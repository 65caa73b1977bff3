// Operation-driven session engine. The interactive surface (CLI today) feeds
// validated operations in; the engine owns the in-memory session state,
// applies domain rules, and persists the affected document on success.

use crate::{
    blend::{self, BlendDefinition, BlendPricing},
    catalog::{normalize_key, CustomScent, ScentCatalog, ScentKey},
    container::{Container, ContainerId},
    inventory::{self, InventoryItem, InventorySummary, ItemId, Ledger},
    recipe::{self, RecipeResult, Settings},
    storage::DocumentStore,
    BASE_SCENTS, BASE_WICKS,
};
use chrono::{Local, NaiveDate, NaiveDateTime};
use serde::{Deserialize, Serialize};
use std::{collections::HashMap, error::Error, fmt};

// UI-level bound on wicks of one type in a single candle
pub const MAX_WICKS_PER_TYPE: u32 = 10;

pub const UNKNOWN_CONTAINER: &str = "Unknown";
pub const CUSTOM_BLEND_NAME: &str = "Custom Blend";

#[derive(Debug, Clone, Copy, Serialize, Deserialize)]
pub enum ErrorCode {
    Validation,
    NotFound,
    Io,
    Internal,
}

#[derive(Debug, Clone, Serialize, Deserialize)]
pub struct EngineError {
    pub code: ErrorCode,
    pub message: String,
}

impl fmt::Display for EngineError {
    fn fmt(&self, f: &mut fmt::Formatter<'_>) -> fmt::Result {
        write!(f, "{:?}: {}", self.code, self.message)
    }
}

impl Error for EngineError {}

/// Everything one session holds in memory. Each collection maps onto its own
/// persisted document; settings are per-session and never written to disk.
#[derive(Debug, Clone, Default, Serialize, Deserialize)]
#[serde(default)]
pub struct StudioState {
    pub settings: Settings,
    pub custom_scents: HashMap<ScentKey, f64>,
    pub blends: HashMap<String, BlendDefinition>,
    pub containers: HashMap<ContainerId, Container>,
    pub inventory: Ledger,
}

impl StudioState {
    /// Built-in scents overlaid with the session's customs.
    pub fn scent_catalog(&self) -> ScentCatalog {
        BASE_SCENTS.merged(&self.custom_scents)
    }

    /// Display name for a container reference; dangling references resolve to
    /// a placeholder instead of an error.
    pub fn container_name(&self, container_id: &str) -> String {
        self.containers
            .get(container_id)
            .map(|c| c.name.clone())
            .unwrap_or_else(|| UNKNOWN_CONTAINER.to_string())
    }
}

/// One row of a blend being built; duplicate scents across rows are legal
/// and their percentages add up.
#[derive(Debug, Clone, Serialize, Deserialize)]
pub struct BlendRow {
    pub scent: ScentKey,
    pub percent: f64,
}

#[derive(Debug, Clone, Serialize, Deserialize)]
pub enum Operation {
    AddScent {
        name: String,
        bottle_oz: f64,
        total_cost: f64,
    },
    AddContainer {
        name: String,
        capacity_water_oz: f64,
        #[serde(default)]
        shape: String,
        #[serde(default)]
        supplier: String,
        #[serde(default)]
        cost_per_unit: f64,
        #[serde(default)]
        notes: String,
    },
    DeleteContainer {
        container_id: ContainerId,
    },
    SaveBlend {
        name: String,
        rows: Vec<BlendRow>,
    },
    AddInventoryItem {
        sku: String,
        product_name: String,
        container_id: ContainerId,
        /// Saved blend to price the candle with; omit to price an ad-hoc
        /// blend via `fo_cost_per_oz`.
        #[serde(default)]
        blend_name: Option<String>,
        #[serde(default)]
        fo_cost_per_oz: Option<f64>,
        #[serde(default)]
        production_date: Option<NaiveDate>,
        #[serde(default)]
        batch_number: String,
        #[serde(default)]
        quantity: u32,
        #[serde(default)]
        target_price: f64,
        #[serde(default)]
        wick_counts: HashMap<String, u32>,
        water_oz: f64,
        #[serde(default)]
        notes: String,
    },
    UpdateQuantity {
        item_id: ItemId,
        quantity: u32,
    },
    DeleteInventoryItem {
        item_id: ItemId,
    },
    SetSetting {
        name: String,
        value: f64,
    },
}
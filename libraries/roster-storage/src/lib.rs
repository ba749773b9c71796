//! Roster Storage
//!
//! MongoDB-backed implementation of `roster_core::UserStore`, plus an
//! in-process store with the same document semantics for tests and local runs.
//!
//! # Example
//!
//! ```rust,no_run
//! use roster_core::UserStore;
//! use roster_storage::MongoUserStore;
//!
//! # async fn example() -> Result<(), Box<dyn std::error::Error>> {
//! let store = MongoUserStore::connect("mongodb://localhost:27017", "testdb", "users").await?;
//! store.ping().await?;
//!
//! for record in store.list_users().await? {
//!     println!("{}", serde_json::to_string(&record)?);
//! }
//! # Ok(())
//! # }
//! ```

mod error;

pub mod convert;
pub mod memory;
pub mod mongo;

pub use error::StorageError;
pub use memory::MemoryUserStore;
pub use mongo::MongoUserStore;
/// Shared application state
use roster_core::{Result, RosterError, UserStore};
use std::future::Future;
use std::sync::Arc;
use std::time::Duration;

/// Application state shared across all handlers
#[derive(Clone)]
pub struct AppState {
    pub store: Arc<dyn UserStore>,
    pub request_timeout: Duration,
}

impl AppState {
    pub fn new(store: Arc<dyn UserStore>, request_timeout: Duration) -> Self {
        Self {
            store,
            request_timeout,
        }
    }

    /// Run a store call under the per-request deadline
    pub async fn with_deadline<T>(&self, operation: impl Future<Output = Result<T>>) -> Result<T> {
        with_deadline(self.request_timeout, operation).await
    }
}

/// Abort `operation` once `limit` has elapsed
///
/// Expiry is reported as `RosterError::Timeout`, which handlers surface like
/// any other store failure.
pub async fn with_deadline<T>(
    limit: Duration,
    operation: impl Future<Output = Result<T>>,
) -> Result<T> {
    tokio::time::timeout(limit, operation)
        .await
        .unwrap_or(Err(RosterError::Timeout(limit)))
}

----------

== Task to complete ==
Copy out each entry once more, character for character.

== Reply ==
repository 65caa73b1977bff3
// Operation-driven session engine. The interactive surface (CLI today) feeds
// validated operations in; the engine owns the in-memory session state,
// applies domain rules, and persists the affected document on success.

use crate::{
    blend::{self, BlendDefinition, BlendPricing},
    catalog::{normalize_key, CustomScent, ScentCatalog, ScentKey},
    container::{Container, ContainerId},
    inventory::{self, InventoryItem, InventorySummary, ItemId, Ledger},
    recipe::{self, RecipeResult, Settings},
    storage::DocumentStore,
    BASE_SCENTS, BASE_WICKS,
};
use chrono::{Local, NaiveDate, NaiveDateTime};
use serde::{Deserialize, Serialize};
use std::{collections::HashMap, error::Error, fmt};

// UI-level bound on wicks of one type in a single candle
pub const MAX_WICKS_PER_TYPE: u32 = 10;

pub const UNKNOWN_CONTAINER: &str = "Unknown";
pub const CUSTOM_BLEND_NAME: &str = "Custom Blend";

#[derive(Debug, Clone, Copy, Serialize, Deserialize)]
pub enum ErrorCode {
    Validation,
    NotFound,
    Io,
    Internal,
}

#[derive(Debug, Clone, Serialize, Deserialize)]
pub struct EngineError {
    pub code: ErrorCode,
    pub message: String,
}

impl fmt::Display for EngineError {
    fn fmt(&self, f: &mut fmt::Formatter<'_>) -> fmt::Result {
        write!(f, "{:?}: {}", self.code, self.message)
    }
}

impl Error for EngineError {}

/// Everything one session holds in memory. Each collection maps onto its own
/// persisted document; settings are per-session and never written to disk.
#[derive(Debug, Clone, Default, Serialize, Deserialize)]
#[serde(default)]
pub struct StudioState {
    pub settings: Settings,
    pub custom_scents: HashMap<ScentKey, f64>,
    pub blends: HashMap<String, BlendDefinition>,
    pub containers: HashMap<ContainerId, Container>,
    pub inventory: Ledger,
}

impl StudioState {
    /// Built-in scents overlaid with the session's customs.
    pub fn scent_catalog(&self) -> ScentCatalog {
        BASE_SCENTS.merged(&self.custom_scents)
    }

    /// Display name for a container reference; dangling references resolve to
    /// a placeholder instead of an error.
    pub fn container_name(&self, container_id: &str) -> String {
        self.containers
            .get(container_id)
            .map(|c| c.name.clone())
            .unwrap_or_else(|| UNKNOWN_CONTAINER.to_string())
    }
}

/// One row of a blend being built; duplicate scents across rows are legal
/// and their percentages add up.
#[derive(Debug, Clone, Serialize, Deserialize)]
pub struct BlendRow {
    pub scent: ScentKey,
    pub percent: f64,
}

#[derive(Debug, Clone, Serialize, Deserialize)]
pub enum Operation {
    AddScent {
        name: String,
        bottle_oz: f64,
        total_cost: f64,
    },
    AddContainer {
        name: String,
        capacity_water_oz: f64,
        #[serde(default)]
        shape: String,
        #[serde(default)]
        supplier: String,
        #[serde(default)]
        cost_per_unit: f64,
        #[serde(default)]
        notes: String,
    },
    DeleteContainer {
        container_id: ContainerId,
    },
    SaveBlend {
        name: String,
        rows: Vec<BlendRow>,
    },
    AddInventoryItem {
        sku: String,
        product_name: String,
        container_id: ContainerId,
        /// Saved blend to price the candle with; omit to price an ad-hoc
        /// blend via `fo_cost_per_oz`.
        #[serde(default)]
        blend_name: Option<String>,
        #[serde(default)]
        fo_cost_per_oz: Option<f64>,
        #[serde(default)]
        production_date: Option<NaiveDate>,
        #[serde(default)]
        batch_number: String,
        #[serde(default)]
        quantity: u32,
        #[serde(default)]
        target_price: f64,
        #[serde(default)]
        wick_counts: HashMap<String, u32>,
        water_oz: f64,
        #[serde(default)]
        notes: String,
    },
    UpdateQuantity {
        item_id: ItemId,
        quantity: u32,
    },
    DeleteInventoryItem {
        item_id: ItemId,
    },
    SetSetting {
        name: String,
        value: f64,
    },
}
filename libraries/roster-storage/src/lib.rs
repository ba749773b9c71796
//! Roster Storage
//!
//! MongoDB-backed implementation of `roster_core::UserStore`, plus an
//! in-process store with the same document semantics for tests and local runs.
//!
//! # Example
//!
//! ```rust,no_run
//! use roster_core::UserStore;
//! use roster_storage::MongoUserStore;
//!
//! # async fn example() -> Result<(), Box<dyn std::error::Error>> {
//! let store = MongoUserStore::connect("mongodb://localhost:27017", "testdb", "users").await?;
//! store.ping().await?;
//!
//! for record in store.list_users().await? {
//!     println!("{}", serde_json::to_string(&record)?);
//! }
//! # Ok(())
//! # }
//! ```

mod error;

pub mod convert;
pub mod memory;
pub mod mongo;

pub use error::StorageError;
pub use memory::MemoryUserStore;
pub use mongo::MongoUserStore;
/// Shared application state
use roster_core::{Result, RosterError, UserStore};
use std::future::Future;
use std::sync::Arc;
use std::time::Duration;

/// Application state shared across all handlers
#[derive(Clone)]
pub struct AppState {
    pub store: Arc<dyn UserStore>,
    pub request_timeout: Duration,
}

impl AppState {
    pub fn new(store: Arc<dyn UserStore>, request_timeout: Duration) -> Self {
        Self {
            store,
            request_timeout,
        }
    }

    /// Run a store call under the per-request deadline
    pub async fn with_deadline<T>(&self, operation: impl Future<Output = Result<T>>) -> Result<T> {
        with_deadline(self.request_timeout, operation).await
    }
}

/// Abort `operation` once `limit` has elapsed
///
/// Expiry is reported as `RosterError::Timeout`, which handlers surface like
/// any other store failure.
pub async fn with_deadline<T>(
    limit: Duration,
    operation: impl Future<Output = Result<T>>,
) -> Result<T> {
    tokio::time::timeout(limit, operation)
        .await
        .unwrap_or(Err(RosterError::Timeout(limit)))
}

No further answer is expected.